The story of a 'magnetic' screen legend: Lord Taylor reviews 'Sidney'
Sidney Poitier | Image courtesy of Apple TV+
3 min read
The life story of a Black icon told with affection, Oprah Winfrey and Reginald Hudlin’s documentary does not however shy away from the more sensitive areas of Sidney Poitier’s remarkable career
What do you say to a film legend? As a then-vice president of the British Board of Film Classification I was in Hollywood to speak at a film event. Standing right next to me was Sidney Poitier. Our conversation was nearly 20 years ago. But such was the magnetism of the man, I remember it as yesterday.
Sidney is a documentary about Poitier, who died in January. The director is Reginald Hudlin, and it includes contributions from the Poitier family, Morgan Freeman, Halle Berry, Robert Redford, Spike Lee, Denzel Washington, Quincy Jones and the film’s producer, Oprah Winfrey.
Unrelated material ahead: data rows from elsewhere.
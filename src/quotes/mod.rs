// Realtime quotes for symbols the broker connection does not trade
// natively (e.g. US tickers on a KRX-native connection).

pub mod http;

pub use http::HttpQuoteClient;

use async_trait::async_trait;
use chrono::Utc;
use std::collections::HashMap;

use crate::models::Quote;
use crate::Result;

#[async_trait]
pub trait ForeignQuoteService: Send + Sync {
    async fn get_realtime_quote(&self, code: &str) -> Result<Quote>;
}

/// Fixed-price quote service for paper sweeps and tests.
#[derive(Default)]
pub struct StaticQuoteService {
    prices: HashMap<String, f64>,
}

impl StaticQuoteService {
    pub fn new() -> Self {
        Self::default()
    }

    pub fn with_quote(mut self, code: impl Into<String>, price: f64) -> Self {
        self.prices.insert(code.into(), price);
        self
    }
}

#[async_trait]
impl ForeignQuoteService for StaticQuoteService {
    async fn get_realtime_quote(&self, code: &str) -> Result<Quote> {
        match self.prices.get(code) {
            Some(price) => Ok(Quote {
                code: code.to_string(),
                price: *price,
                time: Utc::now(),
            }),
            None => Err(format!("No static quote configured for {}", code).into()),
        }
    }
}
//! The environment overlay consulted during placeholder resolution.
//!
//! Built once at startup from, in order of increasing precedence: env
//! files, the process environment (unless disabled), and explicit
//! `KEY=VAL` overrides. Lookups use relaxed binding: the property path has
//! dots and hyphens translated to underscores and the comparison is
//! case-insensitive, so `database.host` matches `DATABASE_HOST`.
//!
//! Takes plain pair iterators so tests can pass synthetic data instead of
//! `std::env::vars()`.

use std::path::{Path, PathBuf};

use indexmap::IndexMap;

use crate::error::ResolverError;

/// An immutable set of environment entries with relaxed-binding lookup.
#[derive(Debug, Clone, Default)]
pub struct EnvOverlay {
    // keyed by normalized name; later inserts win
    entries: IndexMap<String, String>,
}

impl EnvOverlay {
    pub fn new() -> Self {
        EnvOverlay::default()
    }

    /// Assemble the overlay from its three layers.
    pub fn build(
        env_files: &[PathBuf],
        system_vars: impl IntoIterator<Item = (String, String)>,
        overrides: impl IntoIterator<Item = (String, String)>,
    ) -> Result<Self, ResolverError> {
        let mut overlay = EnvOverlay::new();
        for file in env_files {
            for (key, value) in load_env_file(file)? {
                overlay.insert(&key, value);
            }
        }
        for (key, value) in system_vars {
            overlay.insert(&key, value);
        }
        for (key, value) in overrides {
            overlay.insert(&key, value);
        }
        Ok(overlay)
    }

    pub fn insert(&mut self, key: &str, value: String) {
        self.entries.insert(normalize(key), value);
    }

    /// Look up a property path (`database.host` → `DATABASE_HOST`).
    pub fn lookup(&self, property_path: &str) -> Option<&str> {
        self.entries
            .get(&normalize(property_path))
            .map(|s| s.as_str())
    }

    pub fn is_empty(&self) -> bool {
        self.entries.is_empty()
    }

    /// Build an overlay from literal pairs; handy for tests and embedders.
    pub fn from_pairs(pairs: &[(&str, &str)]) -> Self {
        let mut overlay = EnvOverlay::new();
        for (key, value) in pairs {
            overlay.insert(key, value.to_string());
        }
        overlay
    }
}

/// Translate a name to its canonical env form: dots and hyphens become
/// underscores, everything uppercased.
fn normalize(name: &str) -> String {
    name.chars()
        .map(|c| match c {
            '.' | '-' => '_',
            other => other.to_ascii_uppercase(),
        })
        .collect()
}

/// Load a `KEY=VAL` env file. Supports quoted values, `#` comments, and
/// blank lines.
pub fn load_env_file(path: &Path) -> Result<Vec<(String, String)>, ResolverError> {
    let content = std::fs::read_to_string(path).map_err(|e| ResolverError::EnvFile {
        path: path.to_path_buf(),
        source: e,
    })?;

    let mut pairs = Vec::new();
    for line in content.lines() {
        let line = line.trim();
        if line.is_empty() || line.starts_with('#') {
            continue;
        }
        let Some((key, value)) = line.split_once('=') else {
            continue;
        };
        let key = key.trim().to_string();
        let mut value = value.trim();
        if (value.starts_with('"') && value.ends_with('"') && value.len() >= 2)
            || (value.starts_with('\'') && value.ends_with('\'') && value.len() >= 2)
        {
            value = &value[1..value.len() - 1];
        }
        pairs.push((key, value.to_string()));
    }

    Ok(pairs)
}

/// Parse `--env KEY=VAL` arguments; a pair without `=` is a user error.
pub fn parse_env_pairs(pairs: &[String]) -> Result<Vec<(String, String)>, ResolverError> {
    pairs
        .iter()
        .map(|entry| {
            entry
                .split_once('=')
                .map(|(k, v)| (k.trim().to_string(), v.to_string()))
                .ok_or_else(|| ResolverError::InvalidEnvOverride {
                    entry: entry.clone(),
                })
        })
        .collect()
}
Sidney spans a career of artistic, political and social significance. Poitier was the first Black man to win an Oscar and the first Black director to make a $100m movie. As Spike Lee says in the documentary: “It’s not easy to represent when you have to represent the entire race.” Poitier’s example was an encouragement to me when I became the first Black British university chancellor and the only Black member of the House of Lords when ennobled in 1996.
I remember Sidney Poitier as soft-spoken and modest. Indeed the highlight of this documentary is when he personally addresses the camera, retelling key moments in his life. Born in poverty to Bahamian tomato farmers, he describes his early days as a dishwasher in New York. After initial rejection as an actor, he learned to read and developed his voice by listening to a radio announcer. He found work in the American Negro Theatre and got a breakthrough movie role in Blackboard Jungle. Then, as they say, the rest is his story.
I remember Sidney Poitier as soft spoken and modest
For me as a Black youth growing up in a largely white British society, Sidney Poitier’s films were more than just entertainment or escapism. There was a nobility and dignity about the way he interpreted his roles… notably in The Defiant Ones, A Raisin in the Sun, In the Heat of the Night, Guess Who’s Coming to Dinner and To Sir, with Love. But the pinnacles of his acting career were his Oscar for Lilies of the Field in 1964 and an Honorary Oscar in 2002 for his lifetime achievement in film. He was also a highly successful director of films including Buck and the Preacher and Stir Crazy.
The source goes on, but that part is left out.